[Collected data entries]
..........

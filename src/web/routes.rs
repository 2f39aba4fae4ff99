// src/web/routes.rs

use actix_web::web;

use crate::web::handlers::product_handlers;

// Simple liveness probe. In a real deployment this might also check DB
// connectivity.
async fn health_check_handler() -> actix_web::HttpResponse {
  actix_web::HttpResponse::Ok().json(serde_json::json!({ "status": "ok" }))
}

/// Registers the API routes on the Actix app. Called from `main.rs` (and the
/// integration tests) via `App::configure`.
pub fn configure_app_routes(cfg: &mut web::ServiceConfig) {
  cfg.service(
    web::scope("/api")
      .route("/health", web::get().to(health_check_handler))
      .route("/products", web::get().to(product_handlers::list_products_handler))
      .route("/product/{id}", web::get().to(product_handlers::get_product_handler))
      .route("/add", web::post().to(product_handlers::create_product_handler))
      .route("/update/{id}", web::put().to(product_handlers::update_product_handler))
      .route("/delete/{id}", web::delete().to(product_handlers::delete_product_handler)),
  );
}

..........

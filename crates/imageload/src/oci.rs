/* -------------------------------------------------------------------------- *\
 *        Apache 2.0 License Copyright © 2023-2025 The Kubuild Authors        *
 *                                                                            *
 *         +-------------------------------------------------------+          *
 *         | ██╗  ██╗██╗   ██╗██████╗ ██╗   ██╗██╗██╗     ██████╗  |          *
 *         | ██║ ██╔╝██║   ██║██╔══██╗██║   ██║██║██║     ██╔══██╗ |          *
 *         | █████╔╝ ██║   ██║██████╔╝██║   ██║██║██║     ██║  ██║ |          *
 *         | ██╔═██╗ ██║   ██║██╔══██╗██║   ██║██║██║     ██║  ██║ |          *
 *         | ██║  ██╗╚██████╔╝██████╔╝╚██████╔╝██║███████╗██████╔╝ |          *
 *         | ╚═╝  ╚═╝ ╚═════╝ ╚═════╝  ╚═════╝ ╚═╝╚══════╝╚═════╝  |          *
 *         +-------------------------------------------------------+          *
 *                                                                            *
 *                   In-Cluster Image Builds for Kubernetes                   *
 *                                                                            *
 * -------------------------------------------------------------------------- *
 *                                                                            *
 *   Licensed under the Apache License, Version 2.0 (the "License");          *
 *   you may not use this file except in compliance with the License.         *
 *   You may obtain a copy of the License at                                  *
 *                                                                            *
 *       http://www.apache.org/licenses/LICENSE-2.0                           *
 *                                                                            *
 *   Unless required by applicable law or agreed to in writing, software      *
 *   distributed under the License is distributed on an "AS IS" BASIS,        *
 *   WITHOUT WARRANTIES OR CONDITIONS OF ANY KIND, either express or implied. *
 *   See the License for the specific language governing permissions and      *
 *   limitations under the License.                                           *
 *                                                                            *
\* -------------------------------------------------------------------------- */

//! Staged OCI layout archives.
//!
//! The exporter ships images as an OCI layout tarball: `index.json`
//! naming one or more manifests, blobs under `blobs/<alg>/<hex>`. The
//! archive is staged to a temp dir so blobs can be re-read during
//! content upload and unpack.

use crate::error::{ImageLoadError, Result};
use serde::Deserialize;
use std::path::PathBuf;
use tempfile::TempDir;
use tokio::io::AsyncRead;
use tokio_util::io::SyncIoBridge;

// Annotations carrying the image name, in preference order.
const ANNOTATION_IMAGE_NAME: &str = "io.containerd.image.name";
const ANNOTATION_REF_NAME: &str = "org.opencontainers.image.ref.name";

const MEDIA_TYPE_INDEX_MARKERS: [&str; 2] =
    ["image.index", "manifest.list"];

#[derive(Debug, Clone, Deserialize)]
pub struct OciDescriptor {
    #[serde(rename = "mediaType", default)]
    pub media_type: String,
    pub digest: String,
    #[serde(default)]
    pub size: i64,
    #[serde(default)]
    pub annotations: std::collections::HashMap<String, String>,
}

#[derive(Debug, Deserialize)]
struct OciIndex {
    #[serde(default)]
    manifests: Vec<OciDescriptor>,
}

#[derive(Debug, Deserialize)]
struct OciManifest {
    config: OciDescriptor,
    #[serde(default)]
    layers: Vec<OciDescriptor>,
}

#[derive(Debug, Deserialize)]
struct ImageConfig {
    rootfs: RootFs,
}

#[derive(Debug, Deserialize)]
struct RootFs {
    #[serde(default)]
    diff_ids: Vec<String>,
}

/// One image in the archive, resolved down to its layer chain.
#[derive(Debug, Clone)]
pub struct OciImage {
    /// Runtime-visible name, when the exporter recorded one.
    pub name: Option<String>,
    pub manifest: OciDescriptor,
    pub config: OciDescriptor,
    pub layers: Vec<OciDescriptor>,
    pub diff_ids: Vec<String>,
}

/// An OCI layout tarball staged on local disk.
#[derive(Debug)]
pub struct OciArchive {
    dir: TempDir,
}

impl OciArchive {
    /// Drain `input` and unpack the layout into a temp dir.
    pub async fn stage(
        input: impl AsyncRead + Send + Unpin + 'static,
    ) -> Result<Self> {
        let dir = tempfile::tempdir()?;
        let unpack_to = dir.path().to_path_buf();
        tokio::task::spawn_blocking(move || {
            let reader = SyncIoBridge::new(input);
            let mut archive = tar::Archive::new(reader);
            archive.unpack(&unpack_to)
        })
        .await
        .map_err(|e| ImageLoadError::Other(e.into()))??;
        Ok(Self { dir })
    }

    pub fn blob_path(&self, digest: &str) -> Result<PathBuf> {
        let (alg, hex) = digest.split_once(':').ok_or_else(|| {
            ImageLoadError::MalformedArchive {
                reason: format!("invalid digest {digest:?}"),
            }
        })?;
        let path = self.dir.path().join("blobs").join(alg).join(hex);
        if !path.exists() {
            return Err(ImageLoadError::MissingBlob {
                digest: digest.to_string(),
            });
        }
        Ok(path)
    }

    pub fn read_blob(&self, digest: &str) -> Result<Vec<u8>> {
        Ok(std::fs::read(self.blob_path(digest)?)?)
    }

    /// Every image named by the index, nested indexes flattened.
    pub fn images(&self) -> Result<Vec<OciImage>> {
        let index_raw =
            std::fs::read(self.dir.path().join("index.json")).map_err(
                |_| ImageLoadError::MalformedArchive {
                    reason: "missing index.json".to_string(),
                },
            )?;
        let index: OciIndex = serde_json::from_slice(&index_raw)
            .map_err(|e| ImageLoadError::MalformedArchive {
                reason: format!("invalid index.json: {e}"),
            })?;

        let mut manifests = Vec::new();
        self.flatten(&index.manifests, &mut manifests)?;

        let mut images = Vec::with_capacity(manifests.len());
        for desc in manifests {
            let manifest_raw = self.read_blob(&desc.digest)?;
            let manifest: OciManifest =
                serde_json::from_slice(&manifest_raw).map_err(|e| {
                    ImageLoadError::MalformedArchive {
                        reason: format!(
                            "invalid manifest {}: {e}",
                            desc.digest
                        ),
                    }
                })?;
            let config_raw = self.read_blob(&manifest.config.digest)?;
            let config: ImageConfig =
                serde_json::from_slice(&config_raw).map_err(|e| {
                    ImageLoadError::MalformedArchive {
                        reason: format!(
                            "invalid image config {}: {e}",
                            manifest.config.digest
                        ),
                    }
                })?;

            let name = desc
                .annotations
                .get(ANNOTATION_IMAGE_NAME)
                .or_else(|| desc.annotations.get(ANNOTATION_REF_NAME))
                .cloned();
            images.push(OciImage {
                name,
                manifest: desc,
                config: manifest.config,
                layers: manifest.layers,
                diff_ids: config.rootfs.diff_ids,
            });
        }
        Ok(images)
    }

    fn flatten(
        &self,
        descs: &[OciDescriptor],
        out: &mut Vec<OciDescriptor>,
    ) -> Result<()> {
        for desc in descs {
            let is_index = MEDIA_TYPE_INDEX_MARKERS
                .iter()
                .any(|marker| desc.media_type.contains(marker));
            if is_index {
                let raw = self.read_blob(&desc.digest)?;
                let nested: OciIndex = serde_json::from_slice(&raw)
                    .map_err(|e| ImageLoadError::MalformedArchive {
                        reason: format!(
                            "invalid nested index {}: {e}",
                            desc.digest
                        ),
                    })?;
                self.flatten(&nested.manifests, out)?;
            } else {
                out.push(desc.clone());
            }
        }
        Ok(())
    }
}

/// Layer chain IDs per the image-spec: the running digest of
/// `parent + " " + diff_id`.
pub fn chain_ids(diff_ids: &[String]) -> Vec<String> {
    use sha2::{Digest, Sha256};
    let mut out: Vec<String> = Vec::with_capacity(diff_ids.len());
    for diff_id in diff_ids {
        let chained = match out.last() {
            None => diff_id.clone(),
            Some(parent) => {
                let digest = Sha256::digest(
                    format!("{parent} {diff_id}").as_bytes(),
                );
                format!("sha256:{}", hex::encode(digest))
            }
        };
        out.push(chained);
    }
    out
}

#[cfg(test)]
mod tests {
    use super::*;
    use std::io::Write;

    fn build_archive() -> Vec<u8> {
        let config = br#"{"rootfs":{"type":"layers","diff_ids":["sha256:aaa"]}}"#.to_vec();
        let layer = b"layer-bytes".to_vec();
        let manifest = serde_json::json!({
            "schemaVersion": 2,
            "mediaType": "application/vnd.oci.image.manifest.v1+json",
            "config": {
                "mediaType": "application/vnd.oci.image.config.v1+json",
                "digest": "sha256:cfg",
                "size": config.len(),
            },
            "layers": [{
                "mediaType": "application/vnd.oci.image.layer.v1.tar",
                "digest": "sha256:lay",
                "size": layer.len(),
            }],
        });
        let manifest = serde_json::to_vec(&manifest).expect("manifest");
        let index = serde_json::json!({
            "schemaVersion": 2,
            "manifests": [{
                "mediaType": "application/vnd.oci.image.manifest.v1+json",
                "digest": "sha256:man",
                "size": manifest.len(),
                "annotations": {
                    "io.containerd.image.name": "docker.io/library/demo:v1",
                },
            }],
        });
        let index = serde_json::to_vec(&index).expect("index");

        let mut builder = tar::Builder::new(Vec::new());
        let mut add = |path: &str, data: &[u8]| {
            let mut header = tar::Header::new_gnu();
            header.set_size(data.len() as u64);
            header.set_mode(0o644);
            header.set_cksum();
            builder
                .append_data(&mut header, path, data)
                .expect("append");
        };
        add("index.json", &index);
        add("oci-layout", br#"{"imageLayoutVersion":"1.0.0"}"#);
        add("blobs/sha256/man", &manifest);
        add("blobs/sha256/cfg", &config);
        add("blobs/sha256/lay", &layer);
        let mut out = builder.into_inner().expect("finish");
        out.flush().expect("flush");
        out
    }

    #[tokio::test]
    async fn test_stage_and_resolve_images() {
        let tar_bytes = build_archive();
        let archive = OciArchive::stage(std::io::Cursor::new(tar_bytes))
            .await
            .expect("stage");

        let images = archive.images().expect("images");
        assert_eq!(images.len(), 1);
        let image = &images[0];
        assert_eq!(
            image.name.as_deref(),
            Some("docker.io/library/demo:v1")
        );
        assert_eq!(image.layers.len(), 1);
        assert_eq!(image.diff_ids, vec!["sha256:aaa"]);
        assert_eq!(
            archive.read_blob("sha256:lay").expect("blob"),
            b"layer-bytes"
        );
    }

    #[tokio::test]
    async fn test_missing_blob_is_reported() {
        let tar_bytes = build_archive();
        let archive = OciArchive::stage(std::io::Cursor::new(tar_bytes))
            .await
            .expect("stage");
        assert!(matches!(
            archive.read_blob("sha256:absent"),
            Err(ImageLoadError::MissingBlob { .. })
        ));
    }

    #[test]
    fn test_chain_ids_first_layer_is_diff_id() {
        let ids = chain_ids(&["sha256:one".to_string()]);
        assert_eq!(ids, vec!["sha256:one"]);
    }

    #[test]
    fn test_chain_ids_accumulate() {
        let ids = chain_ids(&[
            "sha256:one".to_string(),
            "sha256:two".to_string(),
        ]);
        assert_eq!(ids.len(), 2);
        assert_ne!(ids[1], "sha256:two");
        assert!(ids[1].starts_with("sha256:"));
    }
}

..........

[TASK ITEM] Which lines of the data include "header"? Copy each of them.

[RESULT]
            let mut header = tar::Header::new_gnu();
            header.set_size(data.len() as u64);
            header.set_mode(0o644);
            header.set_cksum();
                .append_data(&mut header, path, data)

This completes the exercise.